Ik heb vandaag geen geld.
Lieve moeder, je moet mijn situatie heel goed begrijpen.
Als ik eraan denk dat ik rustig op één oor sliep!
Serieus, heb jij echt die imbeciel de opdracht gegeven om de verklikker te spelen (dat was eergisteren, en ik heb het net gehoord), om informatie in te winnen over mijn gewoonten, of ik wel eens elders sliep, om bij het huispersoneel en de bedienden te gaan zitten, met de kans om zichzelf zwaar belachelijk te maken, om me te lasteren (terwijl ik zevenendertig jaar ben, naam heb gemaakt, en ik al heel lang zo gelukkig had kunnen zijn als een misverstand niet al mijn plannen had gedwarsboomd), om te komen zeggen (en jij had hem verteld me te betalen) dat ik nooit zou betalen en dat hij mij dus ook niets zou geven……… etc……….?
Ik ben echt niet blij met het verdriet dat ik je aandoe.
Ik heb werk te doen, en nu moet ik ineens weer op zoek naar getuigen in het geval van een eventuele ruzie tussen Ancelle en mij of tussen zijn zoon en mij. Dat mannetje is groot genoeg daarvoor. Ik eis echte excuses, een duidelijke spijtbetuiging.
Ik wil dat dit plaatsvindt in het bijzijn van twee of drie personen die ik uitkies. Als dat niet plaatsvindt, dan zal ik wreed optreden.
En wat voor getuigen heb ik nodig!
Discreet en toegewijd! Het moeten mensen zijn aan wie ik, ik, kan bekennen dat ik door onvrijwillige ophitsing van mijn moeder, beledigd ben door mijn raadsman die in een voorvertrek een walgelijk beroep is komen uitoefenen.

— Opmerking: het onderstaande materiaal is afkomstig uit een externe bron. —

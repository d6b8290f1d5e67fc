use std::collections::HashMap;

use super::identity::WorkloadIdentity;
use super::workload::Workload;

/// Key used by the critical-reservation taint.
pub const CRITICAL_ADDONS_ONLY_TAINT_KEY: &str = "CriticalAddonsOnly";

/// Annotation that carries the legacy, JSON-serialized taint list. Stripped
/// of any `CriticalAddonsOnly` entries once at startup.
pub const LEGACY_TAINTS_ANNOTATION: &str = "scheduler.alpha.kubernetes.io/taints";

#[derive(Debug, Clone, Copy, PartialEq, Eq)]
pub enum TaintEffect {
    NoSchedule,
    PreferNoSchedule,
    NoExecute,
}

impl TaintEffect {
    pub fn as_str(&self) -> &'static str {
        match self {
            TaintEffect::NoSchedule => "NoSchedule",
            TaintEffect::PreferNoSchedule => "PreferNoSchedule",
            TaintEffect::NoExecute => "NoExecute",
        }
    }

    pub fn parse(s: &str) -> Option<Self> {
        match s {
            "NoSchedule" => Some(TaintEffect::NoSchedule),
            "PreferNoSchedule" => Some(TaintEffect::PreferNoSchedule),
            "NoExecute" => Some(TaintEffect::NoExecute),
            _ => None,
        }
    }
}

#[derive(Debug, Clone, PartialEq, Eq)]
pub struct Taint {
    pub key: String,
    pub value: String,
    pub effect: TaintEffect,
}

impl Taint {
    pub fn is_critical_reservation(&self) -> bool {
        self.key == CRITICAL_ADDONS_ONLY_TAINT_KEY && self.effect == TaintEffect::NoSchedule
    }

    /// Builds the reservation taint for a given critical workload identity.
    pub fn reservation_for(identity: &WorkloadIdentity) -> Self {
        Taint {
            key: CRITICAL_ADDONS_ONLY_TAINT_KEY.to_string(),
            value: identity.as_str().to_string(),
            effect: TaintEffect::NoSchedule,
        }
    }
}

/// A host, as read from the cluster API. Treated as an immutable snapshot
/// everywhere in this crate; any mutation happens on a `.clone()` before
/// being handed back to `ClusterApi::update_node`.
#[derive(Debug, Clone, PartialEq)]
pub struct Node {
    pub name: String,
    pub taints: Vec<Taint>,
    pub annotations: HashMap<String, String>,
}

impl Node {
    pub fn new(name: impl Into<String>) -> Self {
        Node { name: name.into(), taints: Vec::new(), annotations: HashMap::new() }
    }

    pub fn has_any_reservation_taint(&self) -> bool {
        self.taints.iter().any(Taint::is_critical_reservation)
    }

    pub fn reservation_taint_for(&self, identity: &WorkloadIdentity) -> Option<&Taint> {
        self.taints.iter().find(|t| t.is_critical_reservation() && t.value == identity.as_str())
    }

    /// Appends the reservation taint for `identity`, returning a new node.
    /// The caller is responsible for persisting the result via `update_node`.
    pub fn with_reservation_taint(&self, identity: &WorkloadIdentity) -> Self {
        let mut next = self.clone();
        next.taints.push(Taint::reservation_for(identity));
        next
    }

    /// Removes every critical-reservation taint whose value is not
    /// `in_flight`. Returns `None` if nothing changed, so a GC pass over an
    /// already-clean node is a no-op.
    pub fn with_reclaimed_taints(&self, in_flight: &dyn Fn(&str) -> bool) -> Option<Self> {
        let retained: Vec<Taint> = self
            .taints
            .iter()
            .filter(|t| !t.is_critical_reservation() || in_flight(&t.value))
            .cloned()
            .collect();

        if retained.len() == self.taints.len() {
            None
        } else {
            let mut next = self.clone();
            next.taints = retained;
            Some(next)
        }
    }
}

/// A node together with the workloads currently bound to it, as produced by
/// the Node Pool View.
#[derive(Debug, Clone)]
pub struct NodeView {
    pub node: Node,
    pub residents: Vec<Workload>,
}

impl NodeView {
    pub fn new(node: Node, residents: Vec<Workload>) -> Self {
        NodeView { node, residents }
    }
}
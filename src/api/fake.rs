//! In-memory `ClusterApi` + `EventSink` used by `--self-check` and the
//! integration test suite. Not wired up for production use; real
//! deployments construct `HttpClusterApi` instead.

use std::collections::HashMap;
use std::sync::Mutex;

use async_trait::async_trait;

use crate::domain::{Node, NodeView, Workload, WorkloadIdentity};
use crate::error::Result;
use crate::events::EventSink;

use super::client::ClusterApi;

#[derive(Debug, Clone)]
pub struct RecordedEvent {
    pub subject: WorkloadIdentity,
    pub reason: String,
    pub message: String,
}

#[derive(Debug, Clone)]
pub struct RecordedDeletion {
    pub identity: WorkloadIdentity,
    pub grace_period_seconds: Option<i64>,
}

#[derive(Default)]
struct State {
    nodes: Vec<NodeView>,
    unscheduled: HashMap<String, Vec<Workload>>,
    events: Vec<RecordedEvent>,
    deletions: Vec<RecordedDeletion>,
}

/// A synchronous, in-process stand-in for the orchestrator's control
/// plane. State is guarded by a plain `std::sync::Mutex`; every method
/// locks, mutates, and unlocks without crossing an `.await`, so it is safe
/// to call from async tests despite not using `tokio::sync::Mutex`.
#[derive(Default)]
pub struct FakeClusterApi {
    state: Mutex<State>,
}

impl FakeClusterApi {
    pub fn new() -> Self {
        FakeClusterApi::default()
    }

    pub fn with_node(&self, view: NodeView) -> &Self {
        self.state.lock().unwrap().nodes.push(view);
        self
    }

    pub fn with_unscheduled(&self, namespace: impl Into<String>, workload: Workload) -> &Self {
        self.state.lock().unwrap().unscheduled.entry(namespace.into()).or_default().push(workload);
        self
    }

    /// Simulates the primary scheduler binding a workload to a node.
    pub fn bind(&self, namespace: &str, name: &str, node_name: &str) {
        let mut state = self.state.lock().unwrap();
        if let Some(list) = state.unscheduled.get_mut(namespace) {
            if let Some(pos) = list.iter().position(|w| w.name == name) {
                let mut w = list.remove(pos);
                w.bound_node = Some(node_name.to_string());
                if let Some(view) = state.nodes.iter_mut().find(|v| v.node.name == node_name) {
                    view.residents.push(w);
                }
            }
        }
    }

    pub fn events(&self) -> Vec<RecordedEvent> {
        self.state.lock().unwrap().events.clone()
    }

    pub fn deletions(&self) -> Vec<RecordedDeletion> {
        self.state.lock().unwrap().deletions.clone()
    }

    pub fn node_views(&self) -> Vec<NodeView> {
        self.state.lock().unwrap().nodes.clone()
    }
}

#[async_trait]
impl ClusterApi for FakeClusterApi {
    async fn list_ready_nodes(&self) -> Result<Vec<NodeView>> {
        Ok(self.state.lock().unwrap().nodes.clone())
    }

    async fn list_unscheduled_workloads(&self, namespace: &str) -> Result<Vec<Workload>> {
        Ok(self.state.lock().unwrap().unscheduled.get(namespace).cloned().unwrap_or_default())
    }

    async fn list_workloads_on_node(&self, node_name: &str) -> Result<Vec<Workload>> {
        Ok(self
            .state
            .lock()
            .unwrap()
            .nodes
            .iter()
            .find(|v| v.node.name == node_name)
            .map(|v| v.residents.clone())
            .unwrap_or_default())
    }

    async fn get_workload(&self, namespace: &str, name: &str) -> Result<Option<Workload>> {
        let state = self.state.lock().unwrap();
        if let Some(found) = state.unscheduled.get(namespace).and_then(|list| list.iter().find(|w| w.name == name)) {
            return Ok(Some(found.clone()));
        }
        for view in &state.nodes {
            if let Some(found) = view.residents.iter().find(|w| w.namespace == namespace && w.name == name) {
                return Ok(Some(found.clone()));
            }
        }
        Ok(None)
    }

    async fn update_node(&self, node: &Node) -> Result<()> {
        let mut state = self.state.lock().unwrap();
        if let Some(view) = state.nodes.iter_mut().find(|v| v.node.name == node.name) {
            view.node = node.clone();
        }
        Ok(())
    }

    async fn delete_workload(&self, identity: &WorkloadIdentity, grace_period_seconds: Option<i64>) -> Result<()> {
        let mut state = self.state.lock().unwrap();
        state.deletions.push(RecordedDeletion { identity: identity.clone(), grace_period_seconds });

        let (namespace, name) = identity.as_str().split_once('/').unwrap_or((identity.as_str(), ""));
        for view in &mut state.nodes {
            view.residents.retain(|w| !(w.namespace == namespace && w.name == name));
        }
        Ok(())
    }
}

#[async_trait]
impl EventSink for FakeClusterApi {
    async fn emit(&self, subject: &WorkloadIdentity, reason: &str, message: String) -> Result<()> {
        self.state.lock().unwrap().events.push(RecordedEvent { subject: subject.clone(), reason: reason.to_string(), message });
        Ok(())
    }
}
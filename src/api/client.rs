//! `ClusterApi` trait boundary. The control loop and
//! waiters talk to the orchestrator's control plane only through this
//! trait; `http::HttpClusterApi` is the one concrete implementation shipped
//! with this crate, and `fake::FakeClusterApi` backs tests and
//! `--self-check`.

use async_trait::async_trait;

use crate::domain::{Node, NodeView, Workload, WorkloadIdentity};
use crate::error::Result;

#[async_trait]
pub trait ClusterApi: Send + Sync {
    /// Ready nodes together with the workloads currently bound to each.
    async fn list_ready_nodes(&self) -> Result<Vec<NodeView>>;

    /// Workloads in `namespace` that lack a node binding.
    async fn list_unscheduled_workloads(&self, namespace: &str) -> Result<Vec<Workload>>;

    /// Workloads currently bound to `node_name`, used to re-simulate
    /// against a fresh snapshot immediately after tainting.
    async fn list_workloads_on_node(&self, node_name: &str) -> Result<Vec<Workload>>;

    /// Fetches the live state of a single workload, used by the waiter.
    /// Returns `Ok(None)` if it no longer exists.
    async fn get_workload(&self, namespace: &str, name: &str) -> Result<Option<Workload>>;

    /// Persists a full node object. The caller must pass a copy it
    /// produced by mutating a previously-fetched snapshot.
    async fn update_node(&self, node: &Node) -> Result<()>;

    /// Initiates deletion of a workload, optionally overriding its grace
    /// period.
    async fn delete_workload(&self, identity: &WorkloadIdentity, grace_period_seconds: Option<i64>) -> Result<()>;
}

En als ik denk dat de mesten van mijn vrienden getrouwd zijn, vrouw en kinderen hebben, en dat zij me zo’n lastige missie kunnen weigeren! Toch ben ik vastbesloten om de zaken tot het uiterste te drijven, zoals ik altijd doe in zo’n woedeaanval die ik één keer in de tien jaar heb.
Het moet nu maar eens afgelopen zijn. Is het begrijpelijk, dat ik om een gunst vraag, dat die gunst me wordt toegewezen, maar dat die gunst me niet wordt gegeven, en dat ik letterlijk word lamgeslagen, en dat in plaats van dat men me die gunst verleent, me pijn wordt gedaan, zo veel mogelijk?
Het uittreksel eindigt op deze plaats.